//! Round coordination between miners and the arbiter
//!
//! One mutex guards the chain, the pending candidate slot, and the round-open
//! flag; two condition variables implement the wake/sleep handshake. Workers
//! sleep while a candidate is under arbitration, the arbiter sleeps while the
//! miners race. Both waits recheck their condition in a loop, so spurious
//! wakeups and the wake-before-wait race are harmless.
//!
//! Exactly one candidate can be in flight: publishing closes the round, and
//! later solutions for the same round are turned away at the door. This is a
//! single-slot handoff, not a queue.

use crate::chain::Chain;
use crate::types::Block;
use parking_lot::{Condvar, Mutex};
use std::sync::atomic::{AtomicBool, Ordering};

/// Lock-protected shared state
#[derive(Debug)]
struct RoundState {
    chain: Chain,
    pending: Option<Block>,
    round_open: bool,
}

/// Shared handle coordinating miner workers and the arbiter
///
/// Constructed once at startup and passed (via `Arc`) to every worker and the
/// arbiter. The nonce search is the only long-running section that runs
/// outside the lock; every other read or write of shared state goes through
/// the methods here, under the lock.
#[derive(Debug)]
pub struct RoundCoordinator {
    state: Mutex<RoundState>,
    /// Workers wait here for the next round to open
    round_opened: Condvar,
    /// The arbiter waits here for a published candidate
    candidate_ready: Condvar,
    shutdown: AtomicBool,
}

impl RoundCoordinator {
    /// Create a coordinator over a chain holding only the genesis block
    ///
    /// The first round is open immediately.
    pub fn new(genesis: Block) -> Self {
        Self {
            state: Mutex::new(RoundState {
                chain: Chain::new(genesis),
                pending: None,
                round_open: true,
            }),
            round_opened: Condvar::new(),
            candidate_ready: Condvar::new(),
            shutdown: AtomicBool::new(false),
        }
    }

    /// Block until a round is open, then snapshot the tip
    ///
    /// Returns `None` once the coordinator has been closed. The returned tip
    /// is copied out so the caller can search without holding the lock.
    pub fn wait_for_open_round(&self) -> Option<Block> {
        let mut state = self.state.lock();
        while !state.round_open && !self.is_closed() {
            self.round_opened.wait(&mut state);
        }
        if self.is_closed() {
            return None;
        }
        Some(*state.chain.tip())
    }

    /// Publish a mined candidate if the round is still open
    ///
    /// Returns `false` when a faster worker already closed the round (or the
    /// coordinator is shut down); the caller discards its solution silently,
    /// which is the expected outcome of the race. On success the round closes
    /// and the arbiter is signalled.
    pub fn try_publish(&self, candidate: Block) -> bool {
        let mut state = self.state.lock();
        if !state.round_open || self.is_closed() {
            return false;
        }
        state.pending = Some(candidate);
        state.round_open = false;
        self.candidate_ready.notify_one();
        true
    }

    /// Block until a candidate is awaiting arbitration
    ///
    /// Returns a copy; the pending slot is cleared by [`open_next_round`].
    /// Returns `None` once the coordinator has been closed.
    ///
    /// [`open_next_round`]: RoundCoordinator::open_next_round
    pub fn wait_for_candidate(&self) -> Option<Block> {
        let mut state = self.state.lock();
        loop {
            if self.is_closed() {
                return None;
            }
            if let Some(candidate) = state.pending {
                return Some(candidate);
            }
            self.candidate_ready.wait(&mut state);
        }
    }

    /// Snapshot the current tip
    pub fn tip(&self) -> Block {
        *self.state.lock().chain.tip()
    }

    /// Commit a validated candidate as the new tip
    ///
    /// Only the arbiter calls this, after [`crate::validator::validate`]
    /// passed against the same tip; the round is closed for the duration, so
    /// the tip cannot move between the decision and the append.
    pub fn commit(&self, block: Block) {
        self.state.lock().chain.append(block);
    }

    /// Clear the pending slot, reopen the round, and wake all workers
    ///
    /// Called regardless of the arbitration outcome: after a rejection the
    /// same height is simply retried against the unchanged tip.
    pub fn open_next_round(&self) {
        let mut state = self.state.lock();
        state.pending = None;
        state.round_open = true;
        self.round_opened.notify_all();
    }

    /// Number of committed blocks, including genesis
    pub fn chain_len(&self) -> usize {
        self.state.lock().chain.len()
    }

    /// Copy out the full committed chain
    pub fn chain_snapshot(&self) -> Chain {
        self.state.lock().chain.clone()
    }

    /// Shut the coordinator down and wake every sleeper
    pub fn close(&self) {
        let _state = self.state.lock();
        self.shutdown.store(true, Ordering::SeqCst);
        self.round_opened.notify_all();
        self.candidate_ready.notify_all();
    }

    /// Whether [`close`] has been called
    ///
    /// Cheap enough for miners to poll between search batches.
    ///
    /// [`close`]: RoundCoordinator::close
    pub fn is_closed(&self) -> bool {
        self.shutdown.load(Ordering::SeqCst)
    }
}
//! Core block types
//!
//! Fundamental types shared by miners, the validator, and the arbiter. Headers
//! are plain copyable data with a fixed hashable layout; see [`crate::crypto`]
//! for the encoding.

use serde::{Deserialize, Serialize};
use std::fmt;

/// Proof-of-work nonce (8 bytes)
#[derive(
    Debug, Clone, Copy, PartialEq, Eq, PartialOrd, Ord, Hash, Serialize, Deserialize, Default,
)]
#[serde(transparent)]
pub struct Nonce(pub u64);

impl Nonce {
    /// Create a new nonce
    pub const fn new(value: u64) -> Self {
        Self(value)
    }

    /// Get the nonce value
    pub const fn value(self) -> u64 {
        self.0
    }

    /// Increment the nonce by 1 in place
    pub fn increment(&mut self) {
        self.0 = self.0.wrapping_add(1);
    }
}

impl fmt::Display for Nonce {
    fn fmt(&self, f: &mut fmt::Formatter<'_>) -> fmt::Result {
        write!(f, "{}", self.0)
    }
}

impl From<u64> for Nonce {
    fn from(value: u64) -> Self {
        Self(value)
    }
}

impl From<Nonce> for u64 {
    fn from(nonce: Nonce) -> Self {
        nonce.0
    }
}

/// The hashable payload of a block
///
/// Every field participates in the digest; the stored block hash does not.
/// Copied by value between threads, no ownership concerns.
#[derive(Debug, Clone, Copy, PartialEq, Eq, Serialize, Deserialize)]
pub struct BlockHeader {
    /// Chain slot this block occupies (genesis is 0)
    pub height: u64,
    /// Round timestamp, inherited from the tip when the round opened
    pub timestamp: u64,
    /// Digest of the block this one extends
    pub prev_hash: u32,
    /// Solution nonce found by the proposer
    pub nonce: Nonce,
    /// Id of the miner that assembled this header (0 for genesis)
    pub proposer_id: i32,
}

/// A block: header plus its digest and the difficulty in effect when mined
#[derive(Debug, Clone, Copy, PartialEq, Eq, Serialize, Deserialize)]
pub struct Block {
    pub header: BlockHeader,
    /// Digest over the encoded header; recomputed by the validator on commit
    pub hash: u32,
    /// Leading-zero-bit target the proposer mined against
    pub difficulty: u32,
}

impl Block {
    /// Create a block from a header and its digest
    pub fn new(header: BlockHeader, hash: u32, difficulty: u32) -> Self {
        Self {
            header,
            hash,
            difficulty,
        }
    }

    /// Chain slot of this block
    pub fn height(&self) -> u64 {
        self.header.height
    }
}

impl fmt::Display for Block {
    fn fmt(&self, f: &mut fmt::Formatter<'_>) -> fmt::Result {
        write!(
            f,
            "height={} timestamp={} prev_hash={:#010x} nonce={} proposer={} hash={:#010x} difficulty={}",
            self.header.height,
            self.header.timestamp,
            self.header.prev_hash,
            self.header.nonce,
            self.header.proposer_id,
            self.hash,
            self.difficulty,
        )
    }
}

#[cfg(test)]
mod tests {
    use super::*;

    #[test]
    fn test_nonce_operations() {
        let mut nonce = Nonce::new(100);
        assert_eq!(nonce.value(), 100);

        nonce.increment();
        assert_eq!(nonce.value(), 101);
    }

    #[test]
    fn test_nonce_wrapping_increment() {
        let mut nonce = Nonce::new(u64::MAX);
        nonce.increment();
        assert_eq!(nonce.value(), 0);
    }

    #[test]
    fn test_block_display_includes_all_fields() {
        let block = Block::new(
            BlockHeader {
                height: 7,
                timestamp: 1234,
                prev_hash: 0xdead_beef,
                nonce: Nonce::new(42),
                proposer_id: 3,
            },
            0x0000_ffff,
            24,
        );

        let rendered = block.to_string();
        assert!(rendered.contains("height=7"));
        assert!(rendered.contains("prev_hash=0xdeadbeef"));
        assert!(rendered.contains("nonce=42"));
        assert!(rendered.contains("proposer=3"));
        assert!(rendered.contains("difficulty=24"));
    }
}
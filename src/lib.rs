//! Minichain
//!
//! A minimal proof-of-work blockchain simulator built around one question:
//! how do racing miner threads and a single validating arbiter share a chain
//! safely? A pool of workers snapshots the tip, searches the nonce space
//! outside the lock, and the first to publish wins the round; the arbiter
//! validates the candidate, commits or rejects it, and reopens the round.
//! One mutex, two condition variables, at most one candidate in flight.

pub mod arbiter;
pub mod chain;
pub mod config;
pub mod crypto;
pub mod error;
pub mod miner;
pub mod round;
pub mod types;
pub mod validator;

pub use chain::Chain;
pub use config::Config;
pub use error::{Error, Result};
pub use round::RoundCoordinator;
pub use types::{Block, BlockHeader, Nonce};
pub use validator::RejectReason;

/// Application information
pub const APP_NAME: &str = "minichain";
pub const APP_VERSION: &str = env!("CARGO_PKG_VERSION");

# ABOUT THIS EXERCISE:
Everything above from the line containing "impl From<u64> for" down to the line containing "pub struct BlockHeader" should be copied exactly, both end lines included, and nothing else.

# THE ANSWER:
impl From<u64> for Nonce {
    fn from(value: u64) -> Self {
        Self(value)
    }
}

impl From<Nonce> for u64 {
    fn from(nonce: Nonce) -> Self {
        nonce.0
    }
}

/// The hashable payload of a block
///
/// Every field participates in the digest; the stored block hash does not.
/// Copied by value between threads, no ownership concerns.
#[derive(Debug, Clone, Copy, PartialEq, Eq, Serialize, Deserialize)]
pub struct BlockHeader {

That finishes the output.